I never finished my cruise chronicle but I totally don't care. I just want to update.

I'm home alone, Isis has gone to bed for the night, there's some yobos in my drive way having a domestic... I'd feel safer if Obi were home. But where is he? At work. Yes, that's right AT WORK! WOOOOOOOOOOOOOOOOOOOOOHOOOOOOOOOOOO Yeah!

That situation seems to be more or less resolved, though I'm so scared something will go wrong. It's hard to let that anxiety go and just have faith. But here's the good news:

The job he's working tonight is through a temp agency for hospitality staff (so not in his field). They phone him on short notice and say "Can you work tonight/this week/whenever?" and then they give him an address and he goes and works somewhere in Sydney. Tonight it's a cafe inside a supermarket, he messaged me when he had his break - he's been stripping chickens.
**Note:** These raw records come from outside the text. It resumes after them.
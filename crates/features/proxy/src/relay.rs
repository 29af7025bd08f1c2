use crate::error::{ProxyError, ProxyErrorExt};
use axum::Json;
use axum::http::{HeaderMap, HeaderValue, StatusCode, header};
use axum::response::{IntoResponse, Response};
use nshop_domain::envelope::Envelope;

pub(crate) fn is_json(headers: &HeaderMap) -> bool {
    headers
        .get(header::CONTENT_TYPE)
        .and_then(|v| v.to_str().ok())
        .is_some_and(|ct| ct.to_ascii_lowercase().contains("application/json"))
}

/// Turns an upstream reply into the gateway response.
///
/// * `200`/`204` with an empty body becomes the "completed" envelope with `200`.
/// * JSON is parsed and returned with the upstream status.
/// * Anything else is passed through as text with the upstream status and content type.
pub(crate) async fn relay(upstream: reqwest::Response) -> Result<Response, ProxyError> {
    let status = upstream.status();
    let headers = upstream.headers().clone();
    let bytes = upstream.bytes().await.context("Reading upstream body")?;

    if bytes.is_empty() && matches!(status, StatusCode::OK | StatusCode::NO_CONTENT) {
        return Ok((StatusCode::OK, Json(Envelope::completed())).into_response());
    }

    if is_json(&headers) {
        let value: serde_json::Value =
            serde_json::from_slice(&bytes).context("Upstream sent malformed JSON")?;
        return Ok((status, Json(value)).into_response());
    }

    let content_type = headers
        .get(header::CONTENT_TYPE)
        .cloned()
        .unwrap_or_else(|| HeaderValue::from_static("text/plain; charset=utf-8"));
    let text = String::from_utf8_lossy(&bytes).into_owned();

    Ok((status, [(header::CONTENT_TYPE, content_type)], text).into_response())
}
The awesome thing about this job is if he can't work, even if that's for months at a time, he just tells them he can't work and the job will still be there when he can. So, in between contracts we wont be quite so screwed! And it's got better penalty rates than my job does. (In Oz, there are lots of jobs where if you work the weekend they pay you more. I only get it on Sunday, but Obi gets it both days. Nice.)

Speaking of contracts, he's signed the paperwork for a career job too, starting at the end of March. He got both jobs on the same day. Anyway this is back with his old company but for a more senior position. It's only three months, but it's exactly what we need to get us back on track. The pay is ridiculous, but in a good way. I can't fathom anyone's time being worth that kind of money, but apparently it is.

Here's where we are at:
There'll still be no traveling for the wedding, as that falls in the middle of his contract and only a really stupid person takes holidays in the middle of such a short and hard-won contract. But he didn't want to go, and I'd rather keep the money.
There'll be no time off for Simmy's birth either, excepting for the actual event, but I'm sure I can manage alright. And if I can't I have great friends and Bec who I can rely on. I'm happy because I've already agreed with my Midwife for the reduced service, so I'm saving a bomb there, and I doubt she'd go back on her word even if she knew Obi was working. (I'm not rushing to let her know just in case though!)
There also, sadly, won't be any moving house before the birth, which I think I'm ok with. I think I can make it work for a couple of months, until we're in a better position. And I love our location, even if I'm over being in this particular unit.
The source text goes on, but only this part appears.